When i'd had coffee training, we tried upping the P-stat as we felt some shots were coming out too sour, but i backed this right back off to try and combat bitterness. So it shouldnt be temperature, as i'm running pretty much bang on cherub factory settings.

I still think my pour times are a bit weird though... if i want anywhere near the 1-2oz range in 25 ish seconds then first pour wont hit until at least 10 seconds. If i go coarser to speed up the initial pour, then the shot blondes in about 16 seconds. Made me worry that perhaps my pump pressure was too high?
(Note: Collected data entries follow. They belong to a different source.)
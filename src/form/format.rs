//! Input masks applied at the point of change.
//!
//! Every formatter here is total: any string in, a display string out. They
//! operate on ASCII digits only; every other character is treated as
//! formatting and dropped.

use regex::Regex;
use std::sync::OnceLock;

/// Digits kept for a phone number.
pub const PHONE_DIGITS: usize = 10;

/// Digits kept for a PIN.
pub const PIN_DIGITS: usize = 16;

/// Digits per PIN group when the PIN is visible.
pub const PIN_GROUP: usize = 4;

/// Separator inserted between visible PIN groups.
pub const PIN_SEPARATOR: char = '-';

/// Returns only the ASCII digits of `value`, in order.
///
/// ```
/// use air_fryer_form::form::format::digits;
///
/// assert_eq!(digits("(555) 123-4567"), "5551234567");
/// ```
#[must_use]
pub fn digits(value: &str) -> String {
    value.chars().filter(char::is_ascii_digit).collect()
}

fn truncated_digits(value: &str, max: usize) -> String {
    value.chars().filter(char::is_ascii_digit).take(max).collect()
}

/// Renders up to ten digits as `(AAA) BBB-CCCC`, progressively.
///
/// Parentheses appear once a fourth digit exists and the dash once a seventh
/// does.
///
/// ```
/// use air_fryer_form::form::format::format_phone;
///
/// assert_eq!(format_phone("555"), "555");
/// assert_eq!(format_phone("5551"), "(555) 1");
/// assert_eq!(format_phone("5551234567999"), "(555) 123-4567");
/// ```
#[must_use]
pub fn format_phone(value: &str) -> String {
    let d = truncated_digits(value, PHONE_DIGITS);
    match d.len() {
        0..=3 => d,
        4..=6 => format!("({}) {}", &d[..3], &d[3..]),
        _ => format!("({}) {}-{}", &d[..3], &d[3..6], &d[6..]),
    }
}

/// Keeps up to sixteen digits, grouped in fours when `visible`.
///
/// A separator follows each complete group only when another digit comes
/// after it, so a trailing separator never appears.
///
/// ```
/// use air_fryer_form::form::format::format_pin;
///
/// assert_eq!(format_pin("12345", false), "12345");
/// assert_eq!(format_pin("12345", true), "1234-5");
/// assert_eq!(format_pin("1234", true), "1234");
/// ```
#[must_use]
pub fn format_pin(value: &str, visible: bool) -> String {
    let d = truncated_digits(value, PIN_DIGITS);
    if !visible {
        return d;
    }

    let mut out = String::with_capacity(d.len() + d.len() / PIN_GROUP);
    for (i, c) in d.chars().enumerate() {
        if i > 0 && i % PIN_GROUP == 0 {
            out.push(PIN_SEPARATOR);
        }
        out.push(c);
    }
    out
}

fn price_pattern() -> &'static Regex {
    static PATTERN: OnceLock<Regex> = OnceLock::new();
    PATTERN.get_or_init(|| {
        Regex::new(r"^[0-9]*\.?[0-9]{0,2}$").expect("price pattern should always compile")
    })
}

/// Whether `value` may be stored as an in-progress price guess.
///
/// Accepts the empty string and anything shaped like optional digits, an
/// optional decimal point and at most two fractional digits, so partial
/// decimals such as `"12."` can be typed freely.
#[must_use]
pub fn is_price_input(value: &str) -> bool {
    value.is_empty() || price_pattern().is_match(value)
}
//! Property tests for the input masks and the engine's validity contract.

use air_fryer_form::form::format::{digits, format_phone, format_pin, is_price_input};
use air_fryer_form::{FieldName, FormEngine};
use proptest::prelude::*;

fn any_input() -> impl Strategy<Value = String> {
    prop_oneof![
        "[0-9]{0,24}",
        "[0-9() .+-]{0,24}",
        any::<String>(),
    ]
}

fn form_values() -> impl Strategy<Value = [String; 6]> {
    (
        "[A-Za-z ]{0,4}",
        "[A-Za-z ]{0,4}",
        "[0-9]{8,11}",
        prop_oneof!["[a-z]{1,3}@[a-z]{1,3}\\.[a-z]{2}", "[a-z@. ]{0,6}"],
        prop_oneof!["[0-9]{1,5}(\\.[0-9]{1,2})?", "[0-9.]{0,4}"],
        "[0-9]{14,17}",
    )
        .prop_map(|(first, last, phone, email, price, pin)| [first, last, phone, email, price, pin])
}

proptest! {
    #[test]
    fn phone_never_keeps_more_than_ten_digits(raw in any_input()) {
        let mut engine = FormEngine::new();
        let change = engine.change_field(FieldName::PhoneNumber, &raw);
        prop_assert!(digits(&change.value).len() <= 10);
    }

    #[test]
    fn phone_format_is_idempotent(raw in any_input()) {
        let once = format_phone(&raw);
        prop_assert_eq!(format_phone(&once), once);
    }

    #[test]
    fn visible_pin_format_is_stable(raw in any_input()) {
        let grouped = format_pin(&raw, true);
        prop_assert_eq!(format_pin(&grouped, true), grouped.clone());
        prop_assert_eq!(format_pin(&digits(&grouped), true), grouped);
    }

    #[test]
    fn masked_pin_stores_bare_digits(raw in any_input()) {
        let mut engine = FormEngine::new();
        let change = engine.change_field(FieldName::Pin, &raw);
        let expected: String = digits(&raw).chars().take(16).collect();
        prop_assert_eq!(change.value, expected);
    }

    #[test]
    fn refused_price_input_keeps_previous_value(raw in "[0-9a-z.$,]{0,8}") {
        let mut engine = FormEngine::new();
        engine.change_field(FieldName::PriceGuess, "12.5");
        let change = engine.change_field(FieldName::PriceGuess, &raw);
        if is_price_input(&raw) {
            prop_assert_eq!(change.value, raw);
        } else {
            prop_assert_eq!(change.value, "12.5");
        }
    }

    #[test]
    fn is_valid_agrees_with_submit(values in form_values()) {
        let mut engine = FormEngine::new();
        for (field, raw) in FieldName::ALL.into_iter().zip(values.iter()) {
            engine.change_field(field, raw);
        }
        let valid = engine.is_valid();
        let outcome = engine.submit();
        prop_assert_eq!(valid, outcome.is_ok());
        if let Err(errors) = outcome {
            prop_assert!(!errors.is_empty());
        } else {
            prop_assert!(engine.errors().is_empty());
        }
    }

    #[test]
    fn change_never_adds_an_error(field_idx in 0usize..6, raw in any_input()) {
        let mut engine = FormEngine::new();
        engine.change_field(FieldName::ALL[field_idx], &raw);
        prop_assert!(engine.errors().is_empty());
    }
}

#[test]
fn price_bounds() {
    let mut engine = FormEngine::new();
    let cases = [("10000", true), ("10000.01", false), ("", false), ("0", false), ("0.01", true)];
    for (raw, valid) in cases {
        engine.change_field(FieldName::PriceGuess, raw);
        assert_eq!(
            engine.blur_field(FieldName::PriceGuess).is_none(),
            valid,
            "price {raw:?}"
        );
    }
}

#[test]
fn pin_lengths() {
    let mut engine = FormEngine::new();

    engine.change_field(FieldName::Pin, "123456789012345");
    assert!(engine.blur_field(FieldName::Pin).is_some());

    engine.change_field(FieldName::Pin, "1234-5678-9012-3456");
    assert!(engine.blur_field(FieldName::Pin).is_none());

    let change = engine.change_field(FieldName::Pin, "12345678901234567");
    assert_eq!(change.value, "1234567890123456");
}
but overall, i think i'm pointing the finger at the grinder!


----------



## garydyke1

Hmm. Why is this a 'problem' ? ''if i want anywhere near the 1-2oz range in 25 ish seconds then first pour wont hit until at least 10 seconds''

Id say most of my shots see the first drips hitting the cup 10-12 seconds after flipping the switch. The vibe pump/e61 combo has a slow ramp up which adds a few seconds of pre-infusion


----------



## shrink

fair enough, i'll worry less about that. It just seemed that 10-12 seconds was on the slow side!

they still taste pish tho


----------



## garydyke1

shrink said:


> fair enough, i'll worry less about that. It just seemed that 10-12 seconds was on the slow side!
> 
> they still taste pish tho


An easy test to see if your machine is running too hot (and you dont have PID control) - dont keep your portafilter in the group, use it from cold. If the shots start to taste better ..........

As for OPV setting can you reduce pressure by 1 BAR and retest?


----------



## shrink

i'll need to research how the fracino adjusts OPV.

i should be getting a loan of a vario to try over the next while, so i can eliminate grinder for sure.


----------



## gman147

I reckon it is your grinder Shrink. When I switched to the SJ my shots were instantly much much smoother.


----------



## fatboyslim

shrink said:


> fair enough, i'll worry less about that. It just seemed that 10-12 seconds was on the slow side!
> 
> they still taste pish tho


I would also advise that a delayed start to the shot is ok if not highly desired! What this essentially means is that the brew water is filling headspace between puck and screen then fully saturating the puck before starting the shot.

I believe this is the intended design of the Cherub. Try to let a few shots run to 40-50 seconds from the first sign of golden delight to see if that improve things. Obviously grind fine and keep tamp constant (not too much pressure) till you achieve this.

Do this at least until you can upgrade the grinder. I do get upgraditis about my SJ but its mainly for a doserless grinder rather than the grind quality! Surprisingly fluffy!


----------



## gman147

I can't think of anything I'd rather have than the SJ for the domestic setup. Maybe a K30, Royal, Robur but anything else I wouldn't see as an upgrade in my eyes. T o be honest, the SJ is probably too good for home use. haha. Prob could've easily done with a mini or vario.


----------



## gman147

Another thing I would suggest is - when was the last time you took it apart and really cleaned out the burrs and vanes? This can change tastes significantly with all that stale gunk and crud all mixing up with your lovely fresh grinds.


----------



## Ridley

Well my new grinder arrived today & after an hour or so messing around dialling in & adjusting dosing I got a very nice double shot.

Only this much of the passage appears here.